Recupero e conservazione della chiesa di San Francesco con conseguente realizzazione di teche per la custodia dei reperti sparsi nel territorio cittadino e di una sala espositiva. Ma anche l'apertura al pubblico con un percorso interattivo per non vedenti e non udenti, con un investimento totale di 300.000 euro.
La Giunta comunale ha approvato il progetto di fattibilità per accedere al finanziamento regionale, nell'ambito del bando "Valorizzazione dei luoghi della cultura del Lazio".

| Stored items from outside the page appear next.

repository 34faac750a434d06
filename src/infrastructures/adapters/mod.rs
pub mod primary;
pub mod secondary;
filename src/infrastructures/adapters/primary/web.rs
use crate::application::use_cases::fetch_user_repositories::{
    FetchUserRepositoriesError, FetchUserRepositoriesInteractor, FetchUserRepositoriesUseCase,
};
use crate::domain::models::repository::Repository;
use crate::infrastructures::adapters::secondary::external_apis::github::GitHubApiAdapter;
use axum::{
    Json, Router,
    extract::{Path, State},
    http::StatusCode,
    response::{IntoResponse, Response},
    routing::get,
};
use serde::{Deserialize, Serialize};
use std::sync::Arc;
use tower_http::trace::TraceLayer;

// Structure to hold application state (AppState)
#[derive(Clone)]
pub struct AppState {
    pub use_case: Arc<FetchUserRepositoriesInteractor<GitHubApiAdapter>>,
}

/// Error body sent for failed lookups: `{"status": 404, "message": "..."}`.
#[derive(Serialize, Deserialize, Debug, Clone, PartialEq)]
pub struct ErrorResponse {
    pub status: u16,
    pub message: String,
}

impl IntoResponse for FetchUserRepositoriesError {
    fn into_response(self) -> Response {
        tracing::error!("{self}");

        let status = match &self {
            FetchUserRepositoriesError::UsernameNotFound(_) => StatusCode::NOT_FOUND,
            FetchUserRepositoriesError::UpstreamFailure { status, .. } => {
                StatusCode::from_u16(*status).unwrap_or(StatusCode::INTERNAL_SERVER_ERROR)
            }
        };
        let body = ErrorResponse {
            status: status.as_u16(),
            message: self.to_string(),
        };

        (status, Json(body)).into_response()
    }
}

#[axum::debug_handler]
pub async fn list_user_repositories(
    Path(username): Path<String>,
    State(state): State<Arc<AppState>>,
) -> Result<Json<Vec<Repository>>, FetchUserRepositoriesError> {
    let repositories = state.use_case.execute(&username).await?;
    Ok(Json(repositories))
}

#[tracing::instrument(name = "health_check")]
async fn health_check() -> impl IntoResponse {
    (StatusCode::OK, "OK")
}

pub fn create_router(app_state: Arc<AppState>) -> Router {
    Router::new()
        .route("/repository/{username}", get(list_user_repositories))
        .route("/health", get(health_check))
        .with_state(app_state)
        .layer(TraceLayer::new_for_http())
}
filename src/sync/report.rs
//! End-of-run summary

use crate::logging::Logger;
use crate::sync::purge::PurgeOutcome;
use crate::sync::transfer::SyncOutcome;
use crate::sync::validator::ValidationResult;
use std::time::Duration;

#[derive(Debug, Clone, Default, PartialEq, Eq)]
pub struct RunSummary {
    pub candidates: usize,
    pub validated_good: usize,
    pub validated_bad: usize,
    pub synced: usize,
    pub sync_failed: usize,
    pub cleanup_failed: usize,
    pub purge_candidates: usize,
    pub purged: usize,
    pub purge_skipped: usize,
    pub purge_failed: usize,
    pub validation_time: Duration,
    pub total_time: Duration,
    pub purge_mode: bool,
}

impl RunSummary {
    pub fn record_validation(&mut self, results: &[ValidationResult], elapsed: Duration) {
        self.validated_good = results.iter().filter(|r| r.is_good()).count();
        self.validated_bad = results.len() - self.validated_good;
        self.validation_time = elapsed;
    }

    /// `queued` is the number of verified images handed to the sync pool;
    /// any that never produced an outcome count as failed.
    pub fn record_sync(&mut self, outcomes: &[SyncOutcome], queued: usize) {
        self.synced = outcomes.iter().filter(|o| o.is_synced()).count();
        self.sync_failed = queued.saturating_sub(self.synced);
        self.cleanup_failed = outcomes.iter().filter(|o| o.cleanup_error.is_some()).count();
    }

    pub fn record_purge(&mut self, outcomes: &[PurgeOutcome]) {
        self.purged = outcomes.iter().filter(|o| o.is_purged()).count();
        self.purge_skipped = outcomes.iter().filter(|o| o.is_skipped()).count();
        self.purge_failed = outcomes.len() - self.purged - self.purge_skipped;
    }

    pub fn log(&self, output: &Logger) {
        let mut items: Vec<(&str, String)> = Vec::new();
        if self.purge_mode {
            items.push(("Purge candidates", self.purge_candidates.to_string()));
            items.push(("Purged", self.purged.to_string()));
            items.push(("Purge skipped", self.purge_skipped.to_string()));
            items.push(("Purge failed", self.purge_failed.to_string()));
        } else {
            items.push(("Candidates", self.candidates.to_string()));
            items.push(("Validated good", self.validated_good.to_string()));
            items.push(("Validated bad", self.validated_bad.to_string()));
            items.push(("Synced", self.synced.to_string()));
            items.push(("Sync failed", self.sync_failed.to_string()));
            items.push(("Cleanup failed", self.cleanup_failed.to_string()));
            items.push(("Validation time", output.format_duration(self.validation_time)));
        }
        items.push(("Total time", output.format_duration(self.total_time)));
        output.summary_kv("Run Summary", &items);
    }
}
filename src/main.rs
use registry_sync::cli::{Args, Runner};
use std::process::ExitCode;

#[tokio::main]
async fn main() -> ExitCode {
    let args = Args::parse_args().from_env();

    let runner = match Runner::new(args) {
        Ok(runner) => runner,
        Err(e) => {
            eprintln!("❌ {}", e);
            return ExitCode::from(e.exit_code());
        }
    };

    match runner.run().await {
        Ok(_) => ExitCode::SUCCESS,
        Err(e) => {
            runner.output().error(&e.to_string());
            ExitCode::from(e.exit_code())
        }
    }
}
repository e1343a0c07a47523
//! Concurrency primitives for the sync pipeline
//!
//! The pipeline uses two worker pools in strict sequence, each draining a
//! [`WorkQueue`]. Workers exit on their own when their queue stays empty for
//! the poll timeout; a pool is complete once [`run_workers`] has joined all
//! of its workers.

pub mod pool;
pub mod queue;

pub use pool::run_workers;
pub use queue::WorkQueue;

«Abbiamo previsto una doppia tipologia di intervento – spiegano il sindaco Enzo Perciballi e la consigliera comunale con delega al Centro storico e al Turismo, Martina Bocconi -. Un intervento sarà di carattere strutturale e riguarderà all'esterno il rifacimento del tetto e la conservazione della muratura. All'interno riguarderà il restauro conservativo dell'intero soffitto a cassettoni e altri accorgimenti per prevenire l'umidità e conservare gli affreschi. L'altra tipologia di intervento avrà come obiettivo finale l'apertura al pubblico del museo.
Ciò attraverso l'abbattimento delle barriere architettoniche, l'efficientamento energetico, la revisione e adeguamento dell'impianto elettrico, dell'allarme antifurto e dei dispositivi antincendio».

Quindi la vera novità riguarda la raccolta delle opere d'arte. «In accordo con la Soprintendenza verranno allestite teche in cui raccogliere i reperti che si trovano in luoghi diversi».